■ Exercise ■
Repeat the listing in full, preserving every character.

■ Extracted information ■
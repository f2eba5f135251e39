use crate::request::TrainingParams;
use chrono::{DateTime, Utc};
use serde::{Deserialize, Serialize};
use std::path::PathBuf;

#[derive(Debug, Clone, Copy, PartialEq, Eq, Hash, Serialize, Deserialize)]
#[serde(rename_all = "snake_case")]
pub enum ArtifactKind {
    Dataset,
    Model,
    Train,
}

impl ArtifactKind {
    #[must_use]
    pub fn as_str(self) -> &'static str {
        match self {
            Self::Dataset => "dataset",
            Self::Model => "model",
            Self::Train => "train",
        }
    }
}

impl std::fmt::Display for ArtifactKind {
    fn fmt(&self, f: &mut std::fmt::Formatter<'_>) -> std::fmt::Result {
        f.write_str(self.as_str())
    }
}

#[derive(Debug, Clone, PartialEq, Serialize, Deserialize)]
#[serde(deny_unknown_fields)]
pub struct DatasetMetadata {
    pub name: String,
    pub max_samples: Option<u64>,
    pub splits: Vec<String>,
    pub total_samples: u64,
    pub config_hash: String,
    pub completed: bool,
    pub created_at: DateTime<Utc>,
}

#[derive(Debug, Clone, PartialEq, Serialize, Deserialize)]
#[serde(deny_unknown_fields)]
pub struct ModelMetadata {
    pub model_name: String,
    /// Files materialized in the model directory, relative to it.
    pub files: Vec<String>,
    pub config_hash: String,
    pub completed: bool,
    pub created_at: DateTime<Utc>,
}

#[derive(Debug, Clone, PartialEq, Serialize, Deserialize)]
#[serde(deny_unknown_fields)]
pub struct TrainMetadata {
    pub model_name: String,
    pub train_data_path: PathBuf,
    pub val_data_path: PathBuf,
    /// Nanoseconds since the UNIX epoch.
    pub train_data_mtime: u64,
    /// Nanoseconds since the UNIX epoch.
    pub val_data_mtime: u64,
    pub config_hash: String,
    pub completed: bool,
    pub created_at: DateTime<Utc>,
    pub training_params: TrainingParams,
}

/// Sidecar record stored next to an artifact, one shape per kind.
#[derive(Debug, Clone, PartialEq, Serialize, Deserialize)]
#[serde(tag = "artifact_kind", rename_all = "snake_case")]
pub enum ArtifactMetadata {
    Dataset(DatasetMetadata),
    Model(ModelMetadata),
    Train(TrainMetadata),
}

impl ArtifactMetadata {
    #[must_use]
    pub fn kind(&self) -> ArtifactKind {
        match self {
            Self::Dataset(_) => ArtifactKind::Dataset,
            Self::Model(_) => ArtifactKind::Model,
            Self::Train(_) => ArtifactKind::Train,
        }
    }

    /// Dataset or model name the artifact was produced from.
    #[must_use]
    pub fn source_name(&self) -> &str {
        match self {
            Self::Dataset(m) => &m.name,
            Self::Model(m) => &m.model_name,
            Self::Train(m) => &m.model_name,
        }
    }

    #[must_use]
    pub fn config_hash(&self) -> &str {
        match self {
            Self::Dataset(m) => &m.config_hash,
            Self::Model(m) => &m.config_hash,
            Self::Train(m) => &m.config_hash,
        }
    }

    #[must_use]
    pub fn completed(&self) -> bool {
        match self {
            Self::Dataset(m) => m.completed,
            Self::Model(m) => m.completed,
            Self::Train(m) => m.completed,
        }
    }

    /// One-line description used when reporting a cached artifact.
    #[must_use]
    pub fn summary(&self) -> String {
        match self {
            Self::Dataset(m) => format!(
                "dataset {} ({} samples across {})",
                m.name,
                m.total_samples,
                m.splits.join(", ")
            ),
            Self::Model(m) => format!("model {} ({} files)", m.model_name, m.files.len()),
            Self::Train(m) => format!(
                "fine-tuned {} ({} epochs, batch size {}, lr {})",
                m.model_name, m.training_params.epochs, m.training_params.batch_size, m.training_params.learning_rate
            ),
        }
    }
}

■ Problem solution ■
repository f2eba5f135251e39
use crate::request::TrainingParams;
use chrono::{DateTime, Utc};
use serde::{Deserialize, Serialize};
use std::path::PathBuf;

#[derive(Debug, Clone, Copy, PartialEq, Eq, Hash, Serialize, Deserialize)]
#[serde(rename_all = "snake_case")]
pub enum ArtifactKind {
    Dataset,
    Model,
    Train,
}

impl ArtifactKind {
    #[must_use]
    pub fn as_str(self) -> &'static str {
        match self {
            Self::Dataset => "dataset",
            Self::Model => "model",
            Self::Train => "train",
        }
    }
}

impl std::fmt::Display for ArtifactKind {
    fn fmt(&self, f: &mut std::fmt::Formatter<'_>) -> std::fmt::Result {
        f.write_str(self.as_str())
    }
}

#[derive(Debug, Clone, PartialEq, Serialize, Deserialize)]
#[serde(deny_unknown_fields)]
pub struct DatasetMetadata {
    pub name: String,
    pub max_samples: Option<u64>,
    pub splits: Vec<String>,
    pub total_samples: u64,
    pub config_hash: String,
    pub completed: bool,
    pub created_at: DateTime<Utc>,
}

#[derive(Debug, Clone, PartialEq, Serialize, Deserialize)]
#[serde(deny_unknown_fields)]
pub struct ModelMetadata {
    pub model_name: String,
    /// Files materialized in the model directory, relative to it.
    pub files: Vec<String>,
    pub config_hash: String,
    pub completed: bool,
    pub created_at: DateTime<Utc>,
}

#[derive(Debug, Clone, PartialEq, Serialize, Deserialize)]
#[serde(deny_unknown_fields)]
pub struct TrainMetadata {
    pub model_name: String,
    pub train_data_path: PathBuf,
    pub val_data_path: PathBuf,
    /// Nanoseconds since the UNIX epoch.
    pub train_data_mtime: u64,
    /// Nanoseconds since the UNIX epoch.
    pub val_data_mtime: u64,
    pub config_hash: String,
    pub completed: bool,
    pub created_at: DateTime<Utc>,
    pub training_params: TrainingParams,
}

/// Sidecar record stored next to an artifact, one shape per kind.
#[derive(Debug, Clone, PartialEq, Serialize, Deserialize)]
#[serde(tag = "artifact_kind", rename_all = "snake_case")]
pub enum ArtifactMetadata {
    Dataset(DatasetMetadata),
    Model(ModelMetadata),
    Train(TrainMetadata),
}

impl ArtifactMetadata {
    #[must_use]
    pub fn kind(&self) -> ArtifactKind {
        match self {
            Self::Dataset(_) => ArtifactKind::Dataset,
            Self::Model(_) => ArtifactKind::Model,
            Self::Train(_) => ArtifactKind::Train,
        }
    }

    /// Dataset or model name the artifact was produced from.
    #[must_use]
    pub fn source_name(&self) -> &str {
        match self {
            Self::Dataset(m) => &m.name,
            Self::Model(m) => &m.model_name,
            Self::Train(m) => &m.model_name,
        }
    }

    #[must_use]
    pub fn config_hash(&self) -> &str {
        match self {
            Self::Dataset(m) => &m.config_hash,
            Self::Model(m) => &m.config_hash,
            Self::Train(m) => &m.config_hash,
        }
    }

    #[must_use]
    pub fn completed(&self) -> bool {
        match self {
            Self::Dataset(m) => m.completed,
            Self::Model(m) => m.completed,
            Self::Train(m) => m.completed,
        }
    }

    /// One-line description used when reporting a cached artifact.
    #[must_use]
    pub fn summary(&self) -> String {
        match self {
            Self::Dataset(m) => format!(
                "dataset {} ({} samples across {})",
                m.name,
                m.total_samples,
                m.splits.join(", ")
            ),
            Self::Model(m) => format!("model {} ({} files)", m.model_name, m.files.len()),
            Self::Train(m) => format!(
                "fine-tuned {} ({} epochs, batch size {}, lr {})",
                m.model_name, m.training_params.epochs, m.training_params.batch_size, m.training_params.learning_rate
            ),
        }
    }
}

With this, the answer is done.